Your answer should show every line of the material below that includes "await".

━━━━

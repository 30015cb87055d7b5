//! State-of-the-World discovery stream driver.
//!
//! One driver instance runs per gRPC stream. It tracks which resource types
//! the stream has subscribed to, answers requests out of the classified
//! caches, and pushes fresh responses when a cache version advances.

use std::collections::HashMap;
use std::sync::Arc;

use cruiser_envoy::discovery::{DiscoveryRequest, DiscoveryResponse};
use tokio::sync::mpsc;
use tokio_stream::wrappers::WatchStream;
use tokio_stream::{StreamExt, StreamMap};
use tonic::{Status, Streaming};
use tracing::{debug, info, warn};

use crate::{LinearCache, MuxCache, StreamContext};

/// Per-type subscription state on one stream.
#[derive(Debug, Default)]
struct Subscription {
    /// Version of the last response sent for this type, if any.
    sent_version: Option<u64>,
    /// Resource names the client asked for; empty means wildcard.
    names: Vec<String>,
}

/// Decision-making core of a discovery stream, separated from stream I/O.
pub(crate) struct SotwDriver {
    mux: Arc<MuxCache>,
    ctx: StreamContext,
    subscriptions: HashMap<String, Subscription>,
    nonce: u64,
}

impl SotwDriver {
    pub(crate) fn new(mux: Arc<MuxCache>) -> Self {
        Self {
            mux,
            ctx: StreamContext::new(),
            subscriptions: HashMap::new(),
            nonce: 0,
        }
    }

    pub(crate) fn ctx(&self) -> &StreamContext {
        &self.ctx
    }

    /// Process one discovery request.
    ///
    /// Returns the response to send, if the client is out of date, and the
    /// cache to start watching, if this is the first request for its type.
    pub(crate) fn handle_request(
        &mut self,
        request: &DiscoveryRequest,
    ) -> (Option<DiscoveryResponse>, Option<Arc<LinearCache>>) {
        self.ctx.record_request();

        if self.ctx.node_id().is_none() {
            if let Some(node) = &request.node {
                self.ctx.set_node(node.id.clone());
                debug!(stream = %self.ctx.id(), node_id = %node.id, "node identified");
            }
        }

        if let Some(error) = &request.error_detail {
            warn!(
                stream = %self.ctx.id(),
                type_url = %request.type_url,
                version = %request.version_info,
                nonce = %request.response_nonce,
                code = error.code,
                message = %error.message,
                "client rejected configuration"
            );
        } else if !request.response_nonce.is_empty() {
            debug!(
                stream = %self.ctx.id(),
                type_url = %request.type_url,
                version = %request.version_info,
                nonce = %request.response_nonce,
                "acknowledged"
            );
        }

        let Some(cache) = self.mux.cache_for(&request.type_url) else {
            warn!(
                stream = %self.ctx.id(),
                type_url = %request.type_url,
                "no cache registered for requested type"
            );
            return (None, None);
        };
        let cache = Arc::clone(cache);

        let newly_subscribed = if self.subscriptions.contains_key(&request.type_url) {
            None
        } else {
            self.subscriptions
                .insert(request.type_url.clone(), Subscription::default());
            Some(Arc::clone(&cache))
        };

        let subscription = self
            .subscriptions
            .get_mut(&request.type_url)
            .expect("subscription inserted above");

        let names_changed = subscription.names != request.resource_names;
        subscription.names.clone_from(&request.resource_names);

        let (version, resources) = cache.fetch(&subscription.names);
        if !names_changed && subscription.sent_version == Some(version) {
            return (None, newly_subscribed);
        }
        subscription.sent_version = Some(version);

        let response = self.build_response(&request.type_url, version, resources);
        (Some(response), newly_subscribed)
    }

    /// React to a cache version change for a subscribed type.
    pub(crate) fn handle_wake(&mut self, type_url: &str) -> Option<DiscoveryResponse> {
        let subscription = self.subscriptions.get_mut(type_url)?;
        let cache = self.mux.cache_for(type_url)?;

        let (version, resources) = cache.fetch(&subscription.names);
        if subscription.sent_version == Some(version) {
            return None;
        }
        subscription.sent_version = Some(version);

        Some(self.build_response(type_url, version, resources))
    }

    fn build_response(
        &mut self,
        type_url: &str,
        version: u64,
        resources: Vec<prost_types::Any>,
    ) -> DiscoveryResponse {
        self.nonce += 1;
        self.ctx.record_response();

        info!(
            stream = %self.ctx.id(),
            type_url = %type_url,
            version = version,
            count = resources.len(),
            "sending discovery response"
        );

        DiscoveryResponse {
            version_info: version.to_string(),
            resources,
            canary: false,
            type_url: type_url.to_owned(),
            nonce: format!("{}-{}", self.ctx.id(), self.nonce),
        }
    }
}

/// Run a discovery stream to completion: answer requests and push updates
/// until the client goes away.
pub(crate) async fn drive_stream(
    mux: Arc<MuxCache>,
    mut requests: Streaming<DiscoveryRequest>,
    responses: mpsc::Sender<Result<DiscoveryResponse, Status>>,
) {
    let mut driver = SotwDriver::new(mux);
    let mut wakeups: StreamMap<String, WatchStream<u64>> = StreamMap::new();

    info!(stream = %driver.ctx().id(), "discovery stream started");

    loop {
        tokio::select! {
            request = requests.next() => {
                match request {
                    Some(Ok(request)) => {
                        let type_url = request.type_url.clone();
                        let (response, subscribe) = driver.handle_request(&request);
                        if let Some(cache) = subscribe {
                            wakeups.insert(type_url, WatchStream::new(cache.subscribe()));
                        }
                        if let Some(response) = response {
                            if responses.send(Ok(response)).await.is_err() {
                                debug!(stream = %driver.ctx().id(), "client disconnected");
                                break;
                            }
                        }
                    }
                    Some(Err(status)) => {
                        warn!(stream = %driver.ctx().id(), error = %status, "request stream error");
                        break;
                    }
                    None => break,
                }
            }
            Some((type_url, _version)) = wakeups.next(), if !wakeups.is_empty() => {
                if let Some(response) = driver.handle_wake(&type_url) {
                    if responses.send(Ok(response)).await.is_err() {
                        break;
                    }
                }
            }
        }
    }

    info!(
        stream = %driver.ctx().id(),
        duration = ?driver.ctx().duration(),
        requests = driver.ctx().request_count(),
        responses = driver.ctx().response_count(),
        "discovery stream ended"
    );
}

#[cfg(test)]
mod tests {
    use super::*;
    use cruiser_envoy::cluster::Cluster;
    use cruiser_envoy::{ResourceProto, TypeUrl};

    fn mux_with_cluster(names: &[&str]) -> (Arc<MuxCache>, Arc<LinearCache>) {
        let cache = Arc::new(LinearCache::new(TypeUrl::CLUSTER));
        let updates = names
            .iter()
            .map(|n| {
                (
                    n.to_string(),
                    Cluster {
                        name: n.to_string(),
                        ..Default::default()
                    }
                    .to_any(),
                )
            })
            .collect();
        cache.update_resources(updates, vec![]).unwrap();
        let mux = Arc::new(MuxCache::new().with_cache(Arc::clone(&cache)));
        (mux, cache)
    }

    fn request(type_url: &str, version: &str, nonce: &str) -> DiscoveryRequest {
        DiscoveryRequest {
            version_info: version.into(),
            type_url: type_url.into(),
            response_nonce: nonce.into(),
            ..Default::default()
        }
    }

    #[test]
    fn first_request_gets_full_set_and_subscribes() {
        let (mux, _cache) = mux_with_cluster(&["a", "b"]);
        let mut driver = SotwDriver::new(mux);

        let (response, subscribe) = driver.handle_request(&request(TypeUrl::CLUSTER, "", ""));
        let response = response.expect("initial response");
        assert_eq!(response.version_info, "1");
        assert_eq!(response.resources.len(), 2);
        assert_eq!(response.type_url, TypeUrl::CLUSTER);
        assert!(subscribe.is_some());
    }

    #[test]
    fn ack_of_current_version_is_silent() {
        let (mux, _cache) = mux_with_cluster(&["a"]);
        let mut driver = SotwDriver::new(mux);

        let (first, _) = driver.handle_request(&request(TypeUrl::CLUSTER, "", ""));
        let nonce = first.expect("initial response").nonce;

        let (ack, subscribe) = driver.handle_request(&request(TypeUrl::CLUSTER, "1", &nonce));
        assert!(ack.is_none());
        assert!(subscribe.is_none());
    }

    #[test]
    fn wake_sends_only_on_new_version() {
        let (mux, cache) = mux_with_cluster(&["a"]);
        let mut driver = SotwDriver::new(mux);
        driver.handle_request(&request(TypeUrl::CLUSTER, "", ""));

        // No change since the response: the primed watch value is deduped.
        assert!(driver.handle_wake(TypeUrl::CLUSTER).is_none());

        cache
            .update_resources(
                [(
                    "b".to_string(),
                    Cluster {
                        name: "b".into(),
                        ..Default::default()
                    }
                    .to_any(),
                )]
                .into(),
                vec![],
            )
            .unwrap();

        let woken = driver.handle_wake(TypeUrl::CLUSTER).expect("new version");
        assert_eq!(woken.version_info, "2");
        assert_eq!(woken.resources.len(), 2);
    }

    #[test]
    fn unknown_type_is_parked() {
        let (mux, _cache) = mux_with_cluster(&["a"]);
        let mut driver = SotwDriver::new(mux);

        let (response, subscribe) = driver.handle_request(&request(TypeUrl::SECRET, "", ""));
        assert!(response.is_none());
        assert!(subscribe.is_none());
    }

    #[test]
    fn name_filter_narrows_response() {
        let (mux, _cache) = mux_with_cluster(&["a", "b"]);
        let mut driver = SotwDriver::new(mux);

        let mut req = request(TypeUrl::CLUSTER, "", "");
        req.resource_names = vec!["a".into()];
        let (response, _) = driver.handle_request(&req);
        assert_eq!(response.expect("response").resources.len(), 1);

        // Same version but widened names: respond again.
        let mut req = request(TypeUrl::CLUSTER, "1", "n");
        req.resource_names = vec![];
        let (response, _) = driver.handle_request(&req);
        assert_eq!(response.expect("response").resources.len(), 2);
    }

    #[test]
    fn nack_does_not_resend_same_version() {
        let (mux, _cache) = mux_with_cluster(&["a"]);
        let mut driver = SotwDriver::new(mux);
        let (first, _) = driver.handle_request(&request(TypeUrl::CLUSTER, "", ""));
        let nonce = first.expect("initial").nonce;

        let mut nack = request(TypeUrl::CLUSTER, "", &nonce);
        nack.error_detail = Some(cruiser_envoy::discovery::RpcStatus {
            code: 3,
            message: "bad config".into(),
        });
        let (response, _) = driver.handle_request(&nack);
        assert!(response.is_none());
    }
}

━━━━

ANSWER SECTION
                            if responses.send(Ok(response)).await.is_err() {
                    if responses.send(Ok(response)).await.is_err() {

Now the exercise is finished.